The restoration work on the historic Altgeld Chimes at Illinois is progressing rapidly, said Matthew Tomaszewski, the associate provost for capital planning. He’s leading a diverse team of Facilities and Services engineers, carpenters, movers, upholsterers, painters, and others who are bringing the beloved chimes back to life.

“The chimes are the sound of the campus. One of the things that everybody remembers, whether it’s guests, or students, faculty or staff, everyone knows the Quad, the Alma Mater, and then of course, the sound, the sound of the chimes in the background – it’s the feel of the campus,” he said. “I think that creates the full experience, all of your senses, while you’re here. It’s the sound of the University of Illinois.”

While the chimes are still being played through automation on the quarter hour, the live, weekday afternoon concerts had to be suspended to allow the restoration work to be done. The playing chamber has been leveled, eliminating tripping hazards, and orange and blue carpeting tiles have been installed. The walls have been repainted, damaged furniture replaced, and refurbishing of the playing and practice stands for the chimes is 90 percent finished, Tomaszewski said.

“It’s pretty amazing from what it was to what it is right now, but there’s a long way to go yet,” he said.

That’s because the restoration work on the bells, clappers, pulleys, cables, supporting frame, and masonry is yet to be done. The university expects to sign an agreement with a company that specializes in clock and bell repairs soon. After that, it is expected that repairs will take six months, unless additional damage is found, he said.

Tomaszewski hopes current and future chimes players will be delighted with the detailed restoration work on the playing and practices stands, which have been stripped and re-stained. Handles that play sharps have been painted black and all of the note identifiers have been applied and polished. New pieces were fabricated, crumbling nuts and bolts replaced, and new felt and pads have been installed. “All the chimes players care so much about the instrument itself; they want to make sure it’s in good hands, and of course it was done beautifully,” he said.

New cables and special cone-shaped guides will help keep the cables from freezing, Tomaszewski said. “It would be very nice if we didn’t have to worry about that, because basically that shuts down the chimes. In years past, players would open the hatch door and shake the cables (to free them), but we don’t want people going above the playing room.”

“The furniture shop and mill shop team, they have done an outstanding job with the repairs,” he said. “Basically, when the players played, the whole rack would shake from side to side, and it was becoming unstable.” Because of the years of wear and tear, and because of water infiltrating the room at times, many pieces were too damaged to re-use and have been replaced, he said.
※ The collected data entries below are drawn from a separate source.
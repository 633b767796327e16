use serde::{Deserialize, Serialize};

/// One of the three lattice axes
#[derive(Debug, Clone, Copy, PartialEq, Eq, Hash, Serialize, Deserialize)]
pub enum Axis {
    X,
    Y,
    Z,
}

impl Axis {
    pub const ALL: [Axis; 3] = [Axis::X, Axis::Y, Axis::Z];
}

/// Axis-aligned unit vector in lattice space.
///
/// Used both for movement headings and for face normals: a face of the cube
/// is identified by the outward direction it points in.
#[derive(Debug, Clone, Copy, PartialEq, Eq, Hash, Serialize, Deserialize)]
pub enum Direction {
    PosX,
    NegX,
    PosY,
    NegY,
    PosZ,
    NegZ,
}

/// Outward normal of a cube face. Same value space as [`Direction`].
pub type FaceNormal = Direction;

impl Direction {
    pub const ALL: [Direction; 6] = [
        Direction::PosX,
        Direction::NegX,
        Direction::PosY,
        Direction::NegY,
        Direction::PosZ,
        Direction::NegZ,
    ];

    /// Unit vector along `axis`, pointing toward the high end when `positive`
    pub fn along(axis: Axis, positive: bool) -> Direction {
        match (axis, positive) {
            (Axis::X, true) => Direction::PosX,
            (Axis::X, false) => Direction::NegX,
            (Axis::Y, true) => Direction::PosY,
            (Axis::Y, false) => Direction::NegY,
            (Axis::Z, true) => Direction::PosZ,
            (Axis::Z, false) => Direction::NegZ,
        }
    }

    /// Position of this direction in [`Direction::ALL`]
    pub fn index(&self) -> usize {
        match self {
            Direction::PosX => 0,
            Direction::NegX => 1,
            Direction::PosY => 2,
            Direction::NegY => 3,
            Direction::PosZ => 4,
            Direction::NegZ => 5,
        }
    }

    /// Returns the direction pointing the other way along the same axis
    pub fn opposite(&self) -> Direction {
        match self {
            Direction::PosX => Direction::NegX,
            Direction::NegX => Direction::PosX,
            Direction::PosY => Direction::NegY,
            Direction::NegY => Direction::PosY,
            Direction::PosZ => Direction::NegZ,
            Direction::NegZ => Direction::PosZ,
        }
    }

    /// Returns true if turning from self to other would be a 180-degree turn
    pub fn is_opposite(&self, other: Direction) -> bool {
        self.opposite() == other
    }

    /// Returns true if both directions lie on the same axis
    pub fn is_parallel(&self, other: Direction) -> bool {
        self.axis() == other.axis()
    }

    pub fn axis(&self) -> Axis {
        match self {
            Direction::PosX | Direction::NegX => Axis::X,
            Direction::PosY | Direction::NegY => Axis::Y,
            Direction::PosZ | Direction::NegZ => Axis::Z,
        }
    }

    pub fn is_positive(&self) -> bool {
        matches!(self, Direction::PosX | Direction::PosY | Direction::PosZ)
    }

    /// Returns the delta (dx, dy, dz) for moving in this direction
    pub fn delta(&self) -> (i32, i32, i32) {
        match self {
            Direction::PosX => (1, 0, 0),
            Direction::NegX => (-1, 0, 0),
            Direction::PosY => (0, 1, 0),
            Direction::NegY => (0, -1, 0),
            Direction::PosZ => (0, 0, 1),
            Direction::NegZ => (0, 0, -1),
        }
    }

    /// The four directions that run along a face with this normal
    pub fn tangents(&self) -> [Direction; 4] {
        match self.axis() {
            Axis::X => [
                Direction::PosY,
                Direction::NegY,
                Direction::PosZ,
                Direction::NegZ,
            ],
            Axis::Y => [
                Direction::PosX,
                Direction::NegX,
                Direction::PosZ,
                Direction::NegZ,
            ],
            Axis::Z => [
                Direction::PosX,
                Direction::NegX,
                Direction::PosY,
                Direction::NegY,
            ],
        }
    }

    /// Screen axes `(right, up)` used when looking at the face with this
    /// normal from outside the cube.
    ///
    /// Side faces keep world +Y as up. The top and bottom faces are oriented
    /// so that walking off the front face keeps the same on-screen heading.
    pub fn view_axes(&self) -> (Direction, Direction) {
        match self {
            Direction::PosZ => (Direction::PosX, Direction::PosY),
            Direction::NegZ => (Direction::NegX, Direction::PosY),
            Direction::PosX => (Direction::NegZ, Direction::PosY),
            Direction::NegX => (Direction::PosZ, Direction::PosY),
            Direction::PosY => (Direction::PosX, Direction::NegZ),
            Direction::NegY => (Direction::PosX, Direction::PosZ),
        }
    }

    pub fn label(&self) -> &'static str {
        match self {
            Direction::PosX => "+X",
            Direction::NegX => "-X",
            Direction::PosY => "+Y",
            Direction::NegY => "-Y",
            Direction::PosZ => "+Z",
            Direction::NegZ => "-Z",
        }
    }
}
“The chimes are such an important part of people’s experience of our campus. It’s sad that it’s closed right now, but wonderful that we have the opportunity to actually take care of something that’s such an iconic piece of campus, and when we re-open, during the Sesquicentennial celebration, to have all of this attention on it, I think it will be wonderful to have the chimes playing again,” Tomaszewski said.